Activity:
Your job is to return every line of the listing holding the string "shown".

===== Data for the task

//! Cluster node list page

use super::Collaborators;
use crate::action::{ActionDispatcher, ActionOutcome, BatchReport, Confirmation, FormModal};
use crate::api::NodeApi;
use crate::context::ConsoleContext;
use crate::error::Result;
use crate::list::{ListQuery, Page};
use crate::metrics::{MetricQuery, MetricResponse, NodeMetric};
use crate::node::{NodeCounts, NodeRecord, Taint};
use crate::store::{Aggregator, ListSource, MetricsPlan, MetricsSource, PageState, RequestSequencer};
use crate::view::{NodeOverview, NodeRow};
use async_trait::async_trait;
use std::cell::Cell;
use std::rc::Rc;

/// Adapts [`NodeApi`] to the aggregator's sources for one cluster
pub struct NodeSource {
    api: Rc<dyn NodeApi>,
    cluster: String,
}

impl NodeSource {
    pub fn new(api: Rc<dyn NodeApi>, cluster: &str) -> Self {
        Self {
            api,
            cluster: cluster.to_string(),
        }
    }
}

#[async_trait(?Send)]
impl ListSource<NodeRecord> for NodeSource {
    async fn fetch_list(&self, query: &ListQuery) -> Result<Page<NodeRecord>> {
        self.api.list_nodes(&self.cluster, query).await
    }
}

#[async_trait(?Send)]
impl MetricsSource for NodeSource {
    async fn fetch_metrics(&self, query: &MetricQuery) -> Result<MetricResponse> {
        self.api.node_metrics(&self.cluster, query).await
    }
}

/// Taint management form: the taint set to apply to every listed node
#[derive(Debug, Clone, PartialEq, Eq)]
pub struct TaintForm {
    pub nodes: Vec<String>,
    pub taints: Vec<Taint>,
}

pub struct NodesController {
    ctx: ConsoleContext,
    cluster: String,
    api: Rc<dyn NodeApi>,
    aggregator: Aggregator<NodeRecord>,
    dispatcher: ActionDispatcher,
    taint_form: Rc<dyn FormModal<TaintForm>>,
    counts: Cell<Option<NodeCounts>>,
    counts_seq: RequestSequencer,
}

impl NodesController {
    pub fn new(
        ctx: ConsoleContext,
        cluster: &str,
        api: Rc<dyn NodeApi>,
        collaborators: Collaborators,
        taint_form: Rc<dyn FormModal<TaintForm>>,
    ) -> Self {
        let source = Rc::new(NodeSource::new(api.clone(), cluster));
        let plan = MetricsPlan {
            source: source.clone(),
            metrics: NodeMetric::all_names(),
            label: "node",
        };

        Self {
            ctx,
            cluster: cluster.to_string(),
            api,
            aggregator: Aggregator::with_metrics("nodes", source, plan),
            dispatcher: ActionDispatcher::new(collaborators.confirmer, collaborators.notifier),
            taint_form,
            counts: Cell::new(None),
            counts_seq: RequestSequencer::default(),
        }
    }

    pub fn aggregator(&self) -> &Aggregator<NodeRecord> {
        &self.aggregator
    }

    pub fn dispatcher(&self) -> &ActionDispatcher {
        &self.dispatcher
    }

    pub fn cluster(&self) -> &str {
        &self.cluster
    }

    pub fn state(&self) -> PageState<NodeRecord> {
        self.aggregator.state()
    }

    pub async fn load(&self, query: ListQuery) {
        self.aggregator.load(query).await;
    }

    pub async fn refresh(&self) {
        self.aggregator.refresh().await;
    }

    /// Fetch master and master+worker counts for the overview card
    pub async fn load_counts(&self) {
        let seq = self.counts_seq.next();
        let result = self.api.node_counts(&self.cluster).await;
        if !self.counts_seq.is_current(seq) {
            return;
        }
        match result {
            Ok(counts) => self.counts.set(Some(counts)),
            Err(err) => tracing::warn!(cluster = %self.cluster, error = %err, "Node count fetch failed"),
        }
    }

    pub fn rows(&self) -> Vec<NodeRow> {
        let state = self.aggregator.state();
        state
            .list
            .items
            .iter()
            .map(|node| NodeRow::project(&self.ctx, node, &state.metrics))
            .collect()
    }

    pub fn overview(&self) -> NodeOverview {
        let total = self.aggregator.state().list.total;
        NodeOverview::project(total, &self.counts.get().unwrap_or_default())
    }

    /// Mark `node` unschedulable and refetch once the server acknowledges
    pub async fn cordon(&self, node: &str) -> ActionOutcome {
        let outcome = self
            .dispatcher
            .submit("Cordon", node, None, || self.api.cordon(&self.cluster, node))
            .await;
        self.refresh_after(&outcome).await;
        outcome
    }

    pub async fn uncordon(&self, node: &str) -> ActionOutcome {
        let outcome = self
            .dispatcher
            .submit("Uncordon", node, None, || self.api.uncordon(&self.cluster, node))
            .await;
        self.refresh_after(&outcome).await;
        outcome
    }

    pub async fn delete(&self, node: &str) -> ActionOutcome {
        let confirmation = Confirmation::delete("Cluster Node", &[node.to_string()]);
        let outcome = self
            .dispatcher
            .submit("Delete", node, Some(confirmation), || self.api.delete_node(&self.cluster, node))
            .await;
        self.refresh_after(&outcome).await;
        outcome
    }

    /// Show the taint form for `nodes` and apply the result to each
    pub async fn batch_taint(&self, nodes: Vec<String>) -> ActionOutcome<BatchReport> {
        let form = TaintForm {
            taints: self.shared_taints(&nodes),
            nodes: nodes.clone(),
        };
        let Some(form) = self.taint_form.show(form).await else {
            return ActionOutcome::Cancelled;
        };

        let taints = Rc::new(form.taints);
        let outcome = self
            .dispatcher
            .submit_batch("Taint Management", nodes, None, |node| {
                let taints = taints.clone();
                async move { self.api.set_taints(&self.cluster, &node, &taints).await }
            })
            .await;
        self.refresh_after(&outcome).await;
        outcome
    }

    pub async fn batch_delete(&self, nodes: Vec<String>) -> ActionOutcome<BatchReport> {
        let confirmation = Confirmation::delete("Cluster Node", &nodes);
        let outcome = self
            .dispatcher
            .submit_batch("Delete", nodes, Some(confirmation), |node| async move {
                self.api.delete_node(&self.cluster, &node).await
            })
            .await;
        self.refresh_after(&outcome).await;
        outcome
    }

    pub fn dispose(&self) {
        self.aggregator.dispose();
        self.counts_seq.dispose();
    }

    // Taints present on every selected node seed the form
    fn shared_taints(&self, nodes: &[String]) -> Vec<Taint> {
        let state = self.aggregator.state();
        let selected: Vec<&NodeRecord> = state
            .list
            .items
            .iter()
            .filter(|n| nodes.contains(&n.name))
            .collect();
        let Some((first, rest)) = selected.split_first() else {
            return Vec::new();
        };
        first
            .taints
            .iter()
            .filter(|t| rest.iter().all(|n| n.taints.contains(t)))
            .cloned()
            .collect()
    }

    async fn refresh_after<T>(&self, outcome: &ActionOutcome<T>) {
        if outcome.is_success() {
            self.refresh().await;
        }
    }
}
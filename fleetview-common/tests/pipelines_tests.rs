//! Pipeline List Tests

mod common;

use common::*;
use fleetview_common::action::{ActionOutcome, NoticeLevel};
use fleetview_common::controller::{PipelinesController, RunForm};
use fleetview_common::pipeline::{PipelineConfig, PipelineRecord, RunParameter, RunRequest, RunStatus};
use fleetview_common::view::PipelineAction;
use fleetview_common::{ConsoleContext, ListQuery};
use serde_json::json;
use std::rc::Rc;

const PREFIX: &str = "/ws/clusters/host/devops/proj-x1/pipelines";

fn ctx() -> ConsoleContext {
    ConsoleContext::new("dev")
        .with_workspace("ws")
        .with_cluster("host")
        .with_actions(["view", "create", "edit", "delete"])
}

fn record(value: serde_json::Value) -> PipelineRecord {
    serde_json::from_value(value).unwrap()
}

fn named(name: &str) -> PipelineRecord {
    PipelineRecord {
        name: name.to_string(),
        ..Default::default()
    }
}

struct Fixture {
    api: Rc<FakePipelineApi>,
    ui: Ui,
    run_form: Rc<ScriptedForm<RunForm>>,
    config_form: Rc<ScriptedForm<PipelineConfig>>,
    page: PipelinesController,
}

fn fixture(
    pipelines: Vec<PipelineRecord>,
    run_form: Rc<ScriptedForm<RunForm>>,
    config_form: Rc<ScriptedForm<PipelineConfig>>,
) -> Fixture {
    let api = FakePipelineApi::with_pipelines(pipelines);
    let ui = Ui::new(true);
    let page = PipelinesController::new(
        ctx(),
        "proj-x1",
        api.clone(),
        ui.collaborators(),
        run_form.clone(),
        config_form.clone(),
    );
    Fixture {
        api,
        ui,
        run_form,
        config_form,
        page,
    }
}

#[tokio::test]
async fn test_rows_link_and_status() {
    let f = fixture(
        vec![
            record(json!({"name": "build", "weatherScore": 100, "latestRun": {"result": "SUCCESS"}})),
            record(json!({
                "name": "mono",
                "numberOfFailingBranches": 1,
                "numberOfSuccessfulBranches": 3,
                "totalNumberOfBranches": 4
            })),
        ],
        ScriptedForm::new(Some),
        ScriptedForm::new(Some),
    );

    f.page.load(ListQuery::default()).await;
    let rows = f.page.rows();

    assert_eq!(f.page.prefix(), PREFIX);
    assert_eq!(rows[0].link, format!("{}/build", PREFIX));
    assert_eq!(rows[0].pull_requests, "-");
    assert_eq!(rows[1].link, format!("{}/mono/activity", PREFIX));
    assert_eq!(rows[1].status.text(), "3 branch success");
    assert_eq!(rows[1].branches, "4");
    assert!(rows[0].actions.contains(&PipelineAction::Delete));
}

#[tokio::test]
async fn test_empty_project_shows_create_prompt() {
    let f = fixture(Vec::new(), ScriptedForm::new(Some), ScriptedForm::new(Some));

    f.page.load(ListQuery::default()).await;

    assert!(f.page.is_empty_state());
    assert!(f.page.can_create());
}

#[tokio::test]
async fn test_filtered_empty_list_is_not_empty_state() {
    let f = fixture(Vec::new(), ScriptedForm::new(Some), ScriptedForm::new(Some));

    f.page.load(ListQuery::default().with_filter("name", "nothing")).await;

    assert!(!f.page.is_empty_state());
}

#[tokio::test]
async fn test_status_filter_reaches_the_server() {
    let f = fixture(Vec::new(), ScriptedForm::new(Some), ScriptedForm::new(Some));

    f.page
        .load(ListQuery::default().with_filter("status", RunStatus::Failed.as_str()))
        .await;

    assert!(!f.page.is_empty_state());
    let queries = f.api.queries.borrow();
    assert_eq!(queries[0].filters.get("status").map(String::as_str), Some("failed"));
}

#[tokio::test]
async fn test_batch_delete_with_one_failure() {
    let f = fixture(
        vec![named("p1"), named("p2"), named("p3")],
        ScriptedForm::new(Some),
        ScriptedForm::new(Some),
    );
    f.api.protected.borrow_mut().insert("p2".to_string());
    f.page.load(ListQuery::default()).await;

    let outcome = f
        .page
        .batch_delete(vec!["p1".to_string(), "p2".to_string(), "p3".to_string()])
        .await;

    let ActionOutcome::Succeeded(report) = outcome else {
        panic!("batch should resolve with a report");
    };
    assert_eq!(report.succeeded, vec!["p1", "p3"]);
    assert_eq!(report.failed_names(), vec!["p2"]);
    assert!(!report.all_succeeded());

    let notices = f.ui.notifier.notices.borrow();
    let summary = notices.last().unwrap();
    assert_eq!(summary.level, NoticeLevel::Error);
    assert!(summary.message.contains("p2"));

    assert_eq!(f.api.list_calls.get(), 2);
    let remaining: Vec<String> = f.page.state().list.items.iter().map(|p| p.name.clone()).collect();
    assert_eq!(remaining, vec!["p2"]);
}

#[tokio::test]
async fn test_run_without_parameters_skips_form() {
    let f = fixture(vec![named("build")], ScriptedForm::new(Some), ScriptedForm::new(Some));
    f.page.load(ListQuery::default()).await;

    let outcome = f.page.run("build").await;

    assert!(outcome.is_success());
    assert!(f.run_form.shown.borrow().is_empty());
    assert_eq!(f.api.runs.borrow()[0], ("build".to_string(), RunRequest::default()));
    assert_eq!(f.ui.paths(), vec![format!("{}/build/activity", PREFIX)]);
}

#[tokio::test]
async fn test_run_with_branch_opens_branch_activity() {
    let f = fixture(
        vec![record(json!({
            "name": "mono",
            "branchNames": ["main", "release"],
            "parameters": [{"name": "TAG", "type": "string", "defaultParameterValue": {"value": "latest"}}]
        }))],
        ScriptedForm::new(|mut form: RunForm| {
            form.request.branch = Some("release".to_string());
            Some(form)
        }),
        ScriptedForm::new(Some),
    );
    f.page.load(ListQuery::default()).await;

    let outcome = f.page.run("mono").await;

    assert!(outcome.is_success());
    let shown = f.run_form.shown.borrow();
    assert_eq!(shown[0].branches, vec!["main", "release"]);
    assert_eq!(shown[0].request.branch.as_deref(), Some("main"));
    assert_eq!(
        shown[0].request.parameters,
        vec![RunParameter {
            name: "TAG".to_string(),
            value: "latest".to_string()
        }]
    );
    assert_eq!(f.api.runs.borrow()[0].1.branch.as_deref(), Some("release"));
    assert_eq!(f.ui.paths(), vec![format!("{}/mono/branch/release/activity", PREFIX)]);
}

#[tokio::test]
async fn test_cancelled_run_form_sends_nothing() {
    let f = fixture(
        vec![record(json!({"name": "mono", "branchNames": ["main"]}))],
        ScriptedForm::new(|_: RunForm| None),
        ScriptedForm::new(Some),
    );
    f.page.load(ListQuery::default()).await;

    assert_eq!(f.page.run("mono").await, ActionOutcome::Cancelled);
    assert!(f.api.runs.borrow().is_empty());
    assert!(f.ui.paths().is_empty());
}

#[tokio::test]
async fn test_create_navigates_to_detail() {
    let f = fixture(
        Vec::new(),
        ScriptedForm::new(Some),
        ScriptedForm::new(|mut config: PipelineConfig| {
            config.name = "deploy".to_string();
            Some(config)
        }),
    );

    let outcome = f.page.create().await;

    assert_eq!(outcome, ActionOutcome::Succeeded("deploy".to_string()));
    let template = &f.config_form.shown.borrow()[0];
    assert_eq!(template.project_name, "proj-x1");
    assert_eq!(template.cluster, "host");
    assert_eq!(f.ui.paths(), vec![format!("{}/deploy", PREFIX)]);
}

#[tokio::test]
async fn test_edit_failing_config_read_is_reported() {
    let f = fixture(vec![named("build")], ScriptedForm::new(Some), ScriptedForm::new(Some));

    let outcome = f.page.edit("build").await;

    assert!(matches!(outcome, ActionOutcome::Failed(_)));
    assert!(f.config_form.shown.borrow().is_empty());
    assert_eq!(f.ui.notifier.notices.borrow()[0].level, NoticeLevel::Error);
}

#[tokio::test]
async fn test_edit_saves_and_refreshes() {
    let f = fixture(
        vec![named("build")],
        ScriptedForm::new(Some),
        ScriptedForm::new(|mut config: PipelineConfig| {
            config.description = Some("nightly".to_string());
            Some(config)
        }),
    );
    f.api.configs.borrow_mut().insert(
        "build".to_string(),
        PipelineConfig {
            name: "build".to_string(),
            ..PipelineConfig::template("proj-x1", "host")
        },
    );
    f.page.load(ListQuery::default()).await;

    let outcome = f.page.edit("build").await;

    assert!(outcome.is_success());
    assert_eq!(
        f.api.configs.borrow()["build"].description.as_deref(),
        Some("nightly")
    );
    assert_eq!(f.api.list_calls.get(), 2);
}
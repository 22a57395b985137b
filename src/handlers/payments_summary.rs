use axum::{
    extract::{Query, State},
    http::StatusCode,
    response::Json,
};
use chrono::{DateTime, Utc};
use serde::Deserialize;
use tracing::error;

use crate::models::payment::PaymentSummaryResponse;
use crate::store::PaymentStore;
use crate::utils::time;

#[derive(Deserialize)]
pub struct SummaryQuery {
    from: Option<String>,
    to: Option<String>,
}

pub async fn get_summary(
    State(store): State<PaymentStore>,
    Query(query): Query<SummaryQuery>,
) -> Result<Json<PaymentSummaryResponse>, (StatusCode, String)> {
    let from = parse_bound(query.from.as_deref())?;
    let to = parse_bound(query.to.as_deref())?;
    if let (Some(from), Some(to)) = (from, to) {
        if from > to {
            return Err((
                StatusCode::BAD_REQUEST,
                "'from' must not be after 'to'".to_string(),
            ));
        }
    }

    let summary = store.summary_by_time(from, to).await.map_err(|err| {
        error!("failed to compute payment summary: {}", err);
        (
            StatusCode::INTERNAL_SERVER_ERROR,
            "failed to compute summary".to_string(),
        )
    })?;

    Ok(Json(summary.into()))
}

pub(crate) fn parse_bound(
    raw: Option<&str>,
) -> Result<Option<DateTime<Utc>>, (StatusCode, String)> {
    match raw {
        None | Some("") => Ok(None),
        Some(raw) => time::parse_flexible(raw)
            .map(Some)
            .map_err(|err| (StatusCode::BAD_REQUEST, err.to_string())),
    }
}
use std::sync::Arc;

use chrono::{DateTime, Utc};
use tracing::warn;

use super::gateway::{BackendError, SharedStore};
use crate::models::payment::{Payment, PaymentSummary, Service, Summary};

pub const QUEUE_KEY: &str = "payments:queue";
pub const PAYMENTS_KEY: &str = "payments";
pub const HEALTH_STATUS_KEY: &str = "healthy_processor_status";
pub const HEALTH_LOCK_KEY: &str = "health_check_lock";
const PROCESSING_KEY_PREFIX: &str = "payments:processing:";

pub fn processing_key(worker: usize) -> String {
    format!("{}{}", PROCESSING_KEY_PREFIX, worker)
}

fn service_key(service: Service) -> String {
    format!("payments:{}", service.as_str())
}

// Membros precisam ser únicos por pagamento, senão o sorted set colapsa
// valores iguais numa entrada só. Por isso os centavos vêm prefixados no
// correlation id; um store repetido do mesmo pagamento sobrescreve o
// próprio membro em vez de contar duas vezes.
fn amount_member(payment: &Payment) -> String {
    format!("{}:{}", payment.amount, payment.correlation_id)
}

// Por serviço: faz o range da janela, extrai o prefixo de centavos de
// cada membro e responde {count, sum}. Uma ida só para o summary inteiro.
const SUMMARY_SCRIPT: &str = r#"
local function tally(key)
    local members = redis.call('ZRANGEBYSCORE', key, ARGV[1], ARGV[2])
    local count = 0
    local sum = 0
    for _, member in ipairs(members) do
        local cents = tonumber(string.match(member, '^(%d+)'))
        if cents then
            count = count + 1
            sum = sum + cents
        end
    end
    return {count, sum}
end
local d = tally(KEYS[1])
local f = tally(KEYS[2])
return {d[1], d[2], f[1], f[2]}
"#;

#[derive(Debug, thiserror::Error)]
pub enum StoreError {
    #[error(transparent)]
    Backend(#[from] BackendError),
    #[error("failed to encode payment record: {0}")]
    Encode(#[from] serde_json::Error),
}

#[derive(Clone)]
pub struct PaymentStore {
    backend: Arc<dyn SharedStore>,
}

impl PaymentStore {
    pub fn new(backend: Arc<dyn SharedStore>) -> Self {
        Self { backend }
    }

    pub async fn enqueue(&self, payload: &str) -> Result<(), BackendError> {
        self.backend.lpush(QUEUE_KEY, payload).await
    }

    // Reivindica atomicamente o próximo payload da fila de entrada para a
    // fila privada do worker; None = fila vazia
    pub async fn claim_next(&self, processing_key: &str) -> Result<Option<String>, BackendError> {
        self.backend.rpoplpush(QUEUE_KEY, processing_key).await
    }

    pub async fn release_claim(
        &self,
        processing_key: &str,
        payload: &str,
    ) -> Result<(), BackendError> {
        self.backend.lrem(processing_key, 1, payload).await
    }

    // Grava nas duas formas com o mesmo score em nanosegundos: o registro
    // JSON completo para auditoria e o membro só-de-valor para o summary
    pub async fn store_payment(&self, payment: &Payment) -> Result<(), StoreError> {
        let record = serde_json::to_string(payment)?;
        let score = payment
            .requested_at
            .timestamp_nanos_opt()
            .unwrap_or(i64::MAX);
        self.backend.zadd(PAYMENTS_KEY, score, &record).await?;
        self.backend
            .zadd(&service_key(payment.service), score, &amount_member(payment))
            .await?;
        Ok(())
    }

    pub async fn summary_by_time(
        &self,
        from: Option<DateTime<Utc>>,
        to: Option<DateTime<Utc>>,
    ) -> Result<PaymentSummary, StoreError> {
        let keys = vec![service_key(Service::Default), service_key(Service::Fallback)];
        let (min, max) = score_range(from, to);
        let reply = self
            .backend
            .eval(SUMMARY_SCRIPT, &keys, &[min, max])
            .await?;
        Ok(summary_from_reply(&reply))
    }

    // Leitura completa por janela de tempo; membro malformado é pulado,
    // não derruba a consulta
    pub async fn payments_by_time(
        &self,
        from: Option<DateTime<Utc>>,
        to: Option<DateTime<Utc>>,
    ) -> Result<Vec<Payment>, StoreError> {
        let (min, max) = score_range(from, to);
        let members = self
            .backend
            .zrange_by_score(PAYMENTS_KEY, &min, &max)
            .await?;
        Ok(decode_payment_members(&members))
    }

    // Apaga tudo que foi gravado mais as filas privadas encontradas via
    // scan. A fila de entrada fica intacta.
    pub async fn purge_all(&self) -> Result<(), BackendError> {
        let mut keys = vec![
            PAYMENTS_KEY.to_string(),
            service_key(Service::Default),
            service_key(Service::Fallback),
        ];
        keys.extend(
            self.backend
                .scan_match(&format!("{}*", PROCESSING_KEY_PREFIX))
                .await?,
        );
        self.backend.del(&keys).await
    }
}

// Limites de score da janela: lados abertos viram (-inf, agora]; quando
// informados, os dois extremos são inclusivos
fn score_range(from: Option<DateTime<Utc>>, to: Option<DateTime<Utc>>) -> (String, String) {
    let min = match from {
        Some(from) => from.timestamp_nanos_opt().unwrap_or(i64::MIN).to_string(),
        None => "-inf".to_string(),
    };
    let max = match to {
        Some(to) => to.timestamp_nanos_opt().unwrap_or(i64::MAX).to_string(),
        None => Utc::now()
            .timestamp_nanos_opt()
            .unwrap_or(i64::MAX)
            .to_string(),
    };
    (min, max)
}

fn summary_from_reply(reply: &[i64]) -> PaymentSummary {
    let at = |index: usize| reply.get(index).copied().unwrap_or(0);
    PaymentSummary {
        default: Summary {
            total_requests: at(0).max(0) as u64,
            total_amount_cents: at(1),
        },
        fallback: Summary {
            total_requests: at(2).max(0) as u64,
            total_amount_cents: at(3),
        },
    }
}

fn decode_payment_members(members: &[String]) -> Vec<Payment> {
    members
        .iter()
        .filter_map(|member| match serde_json::from_str(member) {
            Ok(payment) => Some(payment),
            Err(err) => {
                warn!("skipping malformed stored payment: {}", err);
                None
            }
        })
        .collect()
}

==========

Your response:
    assert!(f.run_form.shown.borrow().is_empty());
    let shown = f.run_form.shown.borrow();
    assert_eq!(shown[0].branches, vec!["main", "release"]);
    assert_eq!(shown[0].request.branch.as_deref(), Some("main"));
        shown[0].request.parameters,
    let template = &f.config_form.shown.borrow()[0];
    assert!(f.config_form.shown.borrow().is_empty());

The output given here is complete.